G. A. : Pendant le conflit du Haut-Karabagh, plusieurs crimes de guerre ont été perpétrés par des soldats azéris. L’Union européenne ferme-t-elle les yeux sur ces drames ?

J.-C. B. : La démarche de l’Union est complètement immorale. Il y a deux ans, c’est l’Azerbaïdjan qui bombardait des civils et des écoles, faisait venir des djihadistes de Syrie, utilisait des bombes au phosphore… On ne peut pas relativiser des crimes de guerre d’un côté et les condamner d’un autre. Des vidéos ont montré des soldats azéris en train de décapiter des civils, ils s’en sont même vantés ! Et on va se féliciter d’importer du gaz en provenance d’un tel pays ? Cette histoire est la honte de l’Europe.

G. A. : Existe-t-il des liens particuliers entre l’Union européenne et l’Azerbaïdjan qui justifieraient la négociation de ce nouveau contrat de gaz ?

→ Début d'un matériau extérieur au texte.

//! Storage-specific error types wrapping sqlx errors and row decoding failures.

use provisioning_domain::error::ProvisioningError;
use provisioning_domain::id::SidError;
use provisioning_domain::uri::UriError;

/// Errors originating from the `SQLite` storage layer.
#[derive(Debug, thiserror::Error)]
pub enum StorageError {
    /// A query, connection, or transaction failed.
    #[error("database error")]
    Database(#[from] sqlx::Error),

    /// Failed to run migrations.
    #[error("migration error")]
    Migration(#[from] sqlx::migrate::MigrateError),

    /// A stored row could not be turned into a domain record.
    #[error("row mapping error")]
    Mapping(#[from] MappingError),
}

impl From<StorageError> for ProvisioningError {
    fn from(err: StorageError) -> Self {
        Self::Storage(Box::new(err))
    }
}

/// A row snapshot that does not describe a valid incoming phone number.
///
/// Only mandatory columns raise [`MappingError::MissingColumn`]; optional
/// columns fall back to their defaults when absent.
#[derive(Debug, thiserror::Error)]
pub enum MappingError {
    #[error("mandatory column {0} is missing")]
    MissingColumn(&'static str),

    #[error("column {column} holds an invalid Sid")]
    InvalidSid {
        column: &'static str,
        #[source]
        source: SidError,
    },

    #[error("column {column} holds an invalid URI")]
    InvalidUri {
        column: &'static str,
        #[source]
        source: UriError,
    },

    #[error("column {column} holds an invalid RFC 3339 timestamp")]
    InvalidTimestamp {
        column: &'static str,
        #[source]
        source: chrono::ParseError,
    },
}

/// Errors raised while reading [`Config`](crate::pool::Config) from the
/// environment.
#[derive(Debug, thiserror::Error)]
pub enum ConfigError {
    #[error("PROVISIONING_DATABASE_URL is not set")]
    MissingDatabaseUrl(#[source] std::env::VarError),

    #[error("PROVISIONING_DATABASE_MAX_CONNECTIONS is not a positive integer")]
    InvalidMaxConnections(#[source] std::num::ParseIntError),
}

#[cfg(test)]
mod tests {
    use super::*;

    #[test]
    fn should_convert_storage_error_to_domain_storage_variant() {
        let err: ProvisioningError = StorageError::from(MappingError::MissingColumn("sid")).into();
        assert!(matches!(err, ProvisioningError::Storage(_)));
    }

    #[test]
    fn should_name_missing_column_in_message() {
        let err = MappingError::MissingColumn("phone_number");
        assert_eq!(err.to_string(), "mandatory column phone_number is missing");
    }

    #[test]
    fn should_keep_sqlx_error_as_source() {
        let err = StorageError::from(sqlx::Error::RowNotFound);
        let source = std::error::Error::source(&err).unwrap();
        assert!(source.downcast_ref::<sqlx::Error>().is_some());
    }
}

J.-C. B. : Depuis de nombreuses années, on sait qu’il y a un énorme phénomène de corruption des élites politiques, médiatiques et économiques européennes par l’Azerbaïdjan. Un très gros lobbying azerbaïdjanais touche les politiciens européens afin de favoriser ce type de contrats économiques. À Malte, une journaliste qui enquêtait sur cette gigantesque corruption a été assassinée, il y a cinq ans. De Bruxelles à Paris en passant par Berlin, on retrouve une atmosphère favorable à l’Azerbaïdjan, atmosphère qui permet de relativiser en permanences les crimes de guerre commis par ce pays.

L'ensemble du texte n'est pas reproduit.